Backend Fault Tolerance

Next, we must ensure that if a backend fails, its key-value pairs are successfully replicated onto a different backend. First, we must be able to detect backend failures. Failure detection is done by keeper processes, where each keeper is responsible for detecting failures of backends preceeding it on the circular space. This is possible because keeper addresses are also hashed onto the same circular space as bins and backends. When a keeper detects a failure on one of its backends, it migrates the failed backend's data to three different backends and uses the following approach to do this. If a backend with a position of 'n' (on the circular space) fails, we know that all its data will surely be available on the next two live backends (i.e. 'n+1' and 'n+2'). However, the backends preceeding 'n' on the circular space (i.e. 'n-1' and 'n-2') also have some of their data replicated on 'n'. As a result, it is necessary to copy over this data to the next two live backends as well.

Since it is important to ensure that we have at least three copies of data available at all times, the keeper migrates backend n's keys from 'n+1' to 'n+3'. But, we must take care that we don't migrate any extra keys from 'n+1' (since it will have its own set of exclusive bins). To do this, we make use of the fact that every key on every backend is prefixed with its bin name. Therefore, we only need to migrate keys that belong to bins that were mapped to the failed backend.

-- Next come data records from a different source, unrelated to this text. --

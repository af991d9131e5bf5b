//! Generate operation - writing a finished generation run.

use std::path::Path;

use eyre::{Context, Result};
use modelgen_codegen::{GenerationOutput, generator::SCOPES_FILE};
use tracing::info;

use crate::reports::{
    GenerateReport, GenerationResult, PreviewFile, PreviewResult, TargetSummary, WrittenResult,
};

/// Options for the generate operation.
pub struct GenerateOptions<'a> {
    /// Output directory for generated sources.
    pub output_dir: &'a Path,
    /// Whether to preview without writing files.
    pub dry_run: bool,
    /// Whether to write `scopes.json` next to the sources.
    pub emit_scopes: bool,
}

/// Execute the generate operation.
///
/// The output is already fully rendered, so either every file is written or
/// the run failed before this point.
pub fn generate(output: &GenerationOutput, opts: GenerateOptions) -> Result<GenerateReport> {
    let targets = output
        .targets()
        .iter()
        .map(|group| TargetSummary {
            target: group.target.to_string(),
            classes: group
                .scopes
                .iter()
                .map(|s| s.class_name().to_string())
                .collect(),
        })
        .collect();

    let result = if opts.dry_run {
        let files = output
            .files()
            .iter()
            .map(|f| PreviewFile {
                path: f.relative_path().display().to_string(),
                content: f.content().to_string(),
            })
            .collect();
        GenerationResult::Preview(PreviewResult { files })
    } else {
        let summary = output
            .write(opts.output_dir)
            .wrap_err("Failed to write generated sources")?;
        info!(
            "wrote {} file(s), {} unchanged",
            summary.written.len(),
            summary.unchanged.len()
        );

        let scopes_file = if opts.emit_scopes {
            output.write_scopes(opts.output_dir)?;
            Some(opts.output_dir.join(SCOPES_FILE))
        } else {
            None
        };

        GenerationResult::Written(WrittenResult {
            output_dir: opts.output_dir.to_path_buf(),
            written: summary.written,
            unchanged: summary.unchanged.len(),
            scopes_file,
        })
    };

    Ok(GenerateReport { targets, result })
}

#[cfg(test)]
mod tests {
    use modelgen_codegen::Generator;
    use modelgen_schema::{Context, Metadata};
    use tempfile::TempDir;

    use super::*;

    fn output() -> GenerationOutput {
        let context: Context = r#"
            [[tables]]
            name = "person"
            primary_key = "id"
            columns = [{ name = "id", type = "uuid" }, { name = "birth_date", type = "date" }]
        "#
        .parse()
        .unwrap();
        let metadata: Metadata = r#"
            [[partial_update]]
            name = "birth_date_upd"
            table = "person"
            columns = ["birth_date"]
        "#
        .parse()
        .unwrap();

        Generator::new(&metadata).run(&context).unwrap()
    }

    #[test]
    fn test_dry_run_writes_nothing() {
        let temp = TempDir::new().unwrap();
        let report = generate(
            &output(),
            GenerateOptions {
                output_dir: temp.path(),
                dry_run: true,
                emit_scopes: true,
            },
        )
        .unwrap();

        assert!(matches!(report.result, GenerationResult::Preview(ref p) if p.files.len() == 1));
        assert_eq!(std::fs::read_dir(temp.path()).unwrap().count(), 0);
    }

    #[test]
    fn test_write_with_scopes() {
        let temp = TempDir::new().unwrap();
        let report = generate(
            &output(),
            GenerateOptions {
                output_dir: temp.path(),
                dry_run: false,
                emit_scopes: true,
            },
        )
        .unwrap();

        assert_eq!(report.targets[0].classes, ["PersonBirthDateUpd"]);
        let GenerationResult::Written(written) = report.result else {
            panic!("expected written result");
        };
        assert_eq!(written.written.len(), 1);
        assert!(temp.path().join("scopes.json").exists());
        assert!(
            temp.path()
                .join("model/src/main/java/model/dto/PersonBirthDateUpd.java")
                .exists()
        );
    }
}
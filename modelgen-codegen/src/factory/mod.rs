//! Scope factories.
//!
//! One factory per [`Target`]. Each factory walks its metadata descriptors,
//! resolves them against the schema [`Context`] and produces one [`Scope`]
//! per descriptor. Any unresolved table, column or type aborts the run.

mod async_load;
mod enums;
mod fields;
mod partial_update;

pub use async_load::{AsyncLoadModelScopeFactory, AsyncLoadNaming, FilterStrategyScopeFactory};
pub use enums::EnumScopeFactory;
pub use fields::FieldResolver;
use fields::FieldSet;
pub use partial_update::PartialUpdateEntityScopeFactory;

use modelgen_core::JAVA_NAMING;
use modelgen_schema::{Column, Context, Metadata, Table, Target};

use crate::{
    constraints::CompositeConstraintProvider,
    error::{GenerationError, Result},
    scope::Scope,
    type_converter::TypeConverter,
};

/// Produces the scopes of one generation target.
pub trait ScopeFactory {
    /// The target this factory generates.
    fn target(&self) -> Target;

    /// Template the scopes are rendered with. Generated files are placed
    /// next to it.
    fn template_path(&self) -> &'static str;

    /// Build every scope for the given schema.
    fn create(&self, context: &Context) -> Result<Vec<Scope>>;
}

/// Shared inputs handed to every factory.
#[derive(Clone, Copy)]
pub struct FactoryDeps<'a> {
    pub metadata: &'a Metadata,
    pub converter: &'a dyn TypeConverter,
    pub constraints: &'a CompositeConstraintProvider,
}

impl<'a> FactoryDeps<'a> {
    pub fn resolver(&self) -> FieldResolver<'a> {
        let metadata = self.metadata;
        FieldResolver::new(self.converter, self.constraints, &metadata.enums)
    }

    /// Instantiate the factory for a target.
    pub fn factory(&self, target: Target) -> Box<dyn ScopeFactory + 'a> {
        let metadata = self.metadata;
        match target {
            Target::PartialUpdate => Box::new(PartialUpdateEntityScopeFactory::new(
                &metadata.partial_updates,
                self.resolver(),
            )),
            Target::AsyncLoadModel => Box::new(AsyncLoadModelScopeFactory::new(
                &metadata.async_load,
                AsyncLoadNaming::new(&metadata.nested_structures),
                self.resolver(),
            )),
            Target::FilterStrategy => Box::new(FilterStrategyScopeFactory::new(
                &metadata.async_load,
                AsyncLoadNaming::new(&metadata.nested_structures),
            )),
            Target::Enum => Box::new(EnumScopeFactory::new(&metadata.enums)),
        }
    }
}

pub(crate) fn find_table<'c>(context: &'c Context, name: &str, referrer: &str) -> Result<&'c Table> {
    context
        .table(name)
        .ok_or_else(|| GenerationError::MissingTable {
            table: name.to_string(),
            referrer: referrer.to_string(),
        })
}

pub(crate) fn find_column<'t>(table: &'t Table, name: &str, referrer: &str) -> Result<&'t Column> {
    table
        .column(name)
        .ok_or_else(|| GenerationError::MissingColumn {
            table: table.name().to_string(),
            column: name.to_string(),
            referrer: referrer.to_string(),
        })
}

/// Class name stem for a table: `test_schema` -> `TestSchema`.
pub fn schema_name(table_name: &str) -> String {
    JAVA_NAMING.type_name(table_name)
}

#[cfg(test)]
mod tests {
    use super::*;

    #[test]
    fn test_schema_name() {
        assert_eq!(schema_name("test_schema"), "TestSchema");
        assert_eq!(schema_name("person"), "Person");
    }

    #[test]
    fn test_factory_dispatch_covers_every_target() {
        let metadata = Metadata::default();
        let constraints = CompositeConstraintProvider::new();
        let deps = FactoryDeps {
            metadata: &metadata,
            converter: &crate::JavaTypeConverter,
            constraints: &constraints,
        };

        for target in Target::ALL {
            assert_eq!(deps.factory(target).target(), target);
        }
        assert_eq!(
            deps.factory(Target::AsyncLoadModel).template_path(),
            AsyncLoadModelScopeFactory::TEMPLATE_PATH
        );
        assert_eq!(
            deps.factory(Target::FilterStrategy).template_path(),
            FilterStrategyScopeFactory::TEMPLATE_PATH
        );
    }
}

This mapping information (which gives us a list of bins for every backend) is durably stored on a different set of backends by bin storage.

Keeper Fault Tolerance

Finally, we must handle keeper failures. A keeper tracks the liveness status of every other keeper by periodically polling all of them. To do this, each keeper polls its immediate live successor on the circular space using RPC. When a keeper has detected another keeper's failure, it must check whether the failed keeper was in the process of migrating a backend's data to a different backend. If so, and if this backend now belongs to the keeper that detected the failure, it must handle the responsiblity of making sure that this replication operation is successfully completed.

To handle this correctly, we ensure that before a keeper proceeds with any replication operation, it appends a unique entry to a log which contains details about the operation it is about to perform. Once the replication has successfully completed, it writes another entry to the log. In this manner, a keeper that detects a failure is able to look at this log for any operations that may have not been completed and handle them if the backends involved in this operation are now this keeper's responsibility.